Esa simple oración estaba consumiendo su razonamiento.

Al verificar la información de su cerebro pudo notar que nada estaba afectado, al menos no de lo más importante, se dirigió a la parte que contenía información más científica, pero el corredor cambió apenas dar él tres pasos, John estaba esperándolo, con aquella sonrisa amable.

No iba a dejarlo inconcluso, estaba vez estaba preparado para responder, solo dejaría fluir todo lo que sabía, en algún punto tendría que tener la respuesta adecuada. El doctor parecía saber lo que estaba pensando ya que ingresó a ese cuarto y dejó la puerta abierta.

Sherlock miró todo sin demostrar interés, el cuarto lucía diferente, no había muebles, solo un espacio cerrado con muros de piedra, parecía un calabozo de los tiempos pasados, no iba a tomarse la molestia de analizarlo en ese momento.

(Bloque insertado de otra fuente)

use crate::error::CircleError;
use crate::models::OptInRecord;
use std::collections::HashMap;

/// Index of a cluster in the [`PartnerGraph`] arena
pub type ClusterId = usize;

/// One participant, or a partner pair that must stay together
///
/// Members are indices into the pool snapshot the graph was built from.
#[derive(Debug, Clone, PartialEq, Eq)]
pub struct Cluster {
    pub members: Vec<usize>,
}

impl Cluster {
    pub fn size(&self) -> usize {
        self.members.len()
    }

    pub fn is_pair(&self) -> bool {
        self.members.len() == 2
    }
}

/// Arena of clusters derived from a pool snapshot
#[derive(Debug, Clone)]
pub struct PartnerGraph {
    clusters: Vec<Cluster>,
    /// Pool index -> cluster holding it
    owner: Vec<ClusterId>,
}

impl PartnerGraph {
    /// Derive clusters from the pool
    ///
    /// Every record becomes part of exactly one cluster. Partner links must be
    /// symmetric and point at someone in the pool; anything else is
    /// [`CircleError::CorruptPartnerLink`].
    ///
    /// Clusters are ordered pairs first, then by the lowest member user id.
    pub fn build(pool: &[OptInRecord]) -> Result<Self, CircleError> {
        let index_of: HashMap<&str, usize> = pool
            .iter()
            .enumerate()
            .map(|(i, r)| (r.user_id.as_str(), i))
            .collect();

        if index_of.len() != pool.len() {
            return Err(CircleError::Internal(
                "pool snapshot contains duplicate user ids".to_string(),
            ));
        }

        let mut visited = vec![false; pool.len()];
        let mut clusters = Vec::new();

        for (i, record) in pool.iter().enumerate() {
            if visited[i] {
                continue;
            }
            visited[i] = true;

            let Some(partner_id) = record.partner_user_id.as_deref() else {
                clusters.push(Cluster { members: vec![i] });
                continue;
            };

            let corrupt = || CircleError::CorruptPartnerLink {
                user_id: record.user_id.clone(),
                partner_id: partner_id.to_string(),
            };

            let j = *index_of.get(partner_id).ok_or_else(corrupt)?;
            if j == i || visited[j] {
                return Err(corrupt());
            }
            if pool[j].partner_user_id.as_deref() != Some(record.user_id.as_str()) {
                return Err(corrupt());
            }

            visited[j] = true;
            let mut members = vec![i, j];
            members.sort_by(|a, b| pool[*a].user_id.cmp(&pool[*b].user_id));
            clusters.push(Cluster { members });
        }

        clusters.sort_by(|a, b| {
            b.size()
                .cmp(&a.size())
                .then_with(|| pool[a.members[0]].user_id.cmp(&pool[b.members[0]].user_id))
        });

        let mut owner = vec![0; pool.len()];
        for (id, cluster) in clusters.iter().enumerate() {
            for &member in &cluster.members {
                owner[member] = id;
            }
        }

        Ok(Self { clusters, owner })
    }

    pub fn clusters(&self) -> &[Cluster] {
        &self.clusters
    }

    pub fn cluster(&self, id: ClusterId) -> &Cluster {
        &self.clusters[id]
    }

    pub fn cluster_of(&self, pool_index: usize) -> ClusterId {
        self.owner[pool_index]
    }

    pub fn len(&self) -> usize {
        self.clusters.len()
    }

    pub fn is_empty(&self) -> bool {
        self.clusters.is_empty()
    }

    pub fn pair_count(&self) -> usize {
        self.clusters.iter().filter(|c| c.is_pair()).count()
    }

    /// Number of participants across all clusters
    pub fn participant_count(&self) -> usize {
        self.owner.len()
    }
}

¿Qué es éste lugar? — preguntó al fin, mirando la techo, incluso se podía ver el cielo nocturno, alguno que debía de tener almacenado en su memoria próxima a borrar seguramente.

Bueno, considerando que no te das cuenta aún, he decidido que te daré una pista — sonrió cándidamente y esperó, pero solo quedó el silencio entre ellos.

Sherlock miró el lugar, si ese cuarto era una pista entonces solo podía tener una respuesta lógica.

Una prisión, estas insinuando que "el amor" es una prisión — bueno, sin duda es una forma en cómo podría describirse, después de todo él mismo decía que el amor era un "error humano"

Es una pista, no es la respuesta, Sherlock — acertijos, que irónico era, él odiaba los acertijos y su mente se las arreglaba para joderlo con uno…

También hay cadenas, sangre salpicada, no hay ventanas, parece que el amor solo es un impedimento, algo en lo que no vale la pena pensar —

Es el mayor de los impedimentos y también la peor manera de dejarse someter — susurró el doctor, tomando el rostro de Sherlock entre sus manos — Es la una de las grandes fuerzas del universo, aun así no es la respuesta correcta — se acercó a él, besando sus labios delicadamente — Estaré esperando una mejor respuesta, pero si te equivocas te castigaré… —

Con eso desapareció y el detective se quedó mirando el techo nuevamente, aturdido. No era un estúpido, él simplemente no quería mirar en esa dirección, pero la respuesta a la que había llegado no permaneció en su mente, desapareció casi tan rápido como llegó.

John regresó a su hogar a temprano, Lestrade le había dicho que el detective estaba bien, más punzante de lo normal, tal vez solo estaba disgustado por no tener nada que hacer. El doctor sabía que había algo más, pero lo dejaría pasar por ahora. La música de violín fue lo que lo recibió primero, no era triste, no era feliz, parecía un vals antiguo, las notas estaban vibrando con emociones fuertes, incluso el rubio podía notar eso.

Sherlock — su amigo lo miró por un instante sin embargo no dejó de tocar —… —no sabía que decirle, esperaba que estar ahí para él fuera suficiente por ahora.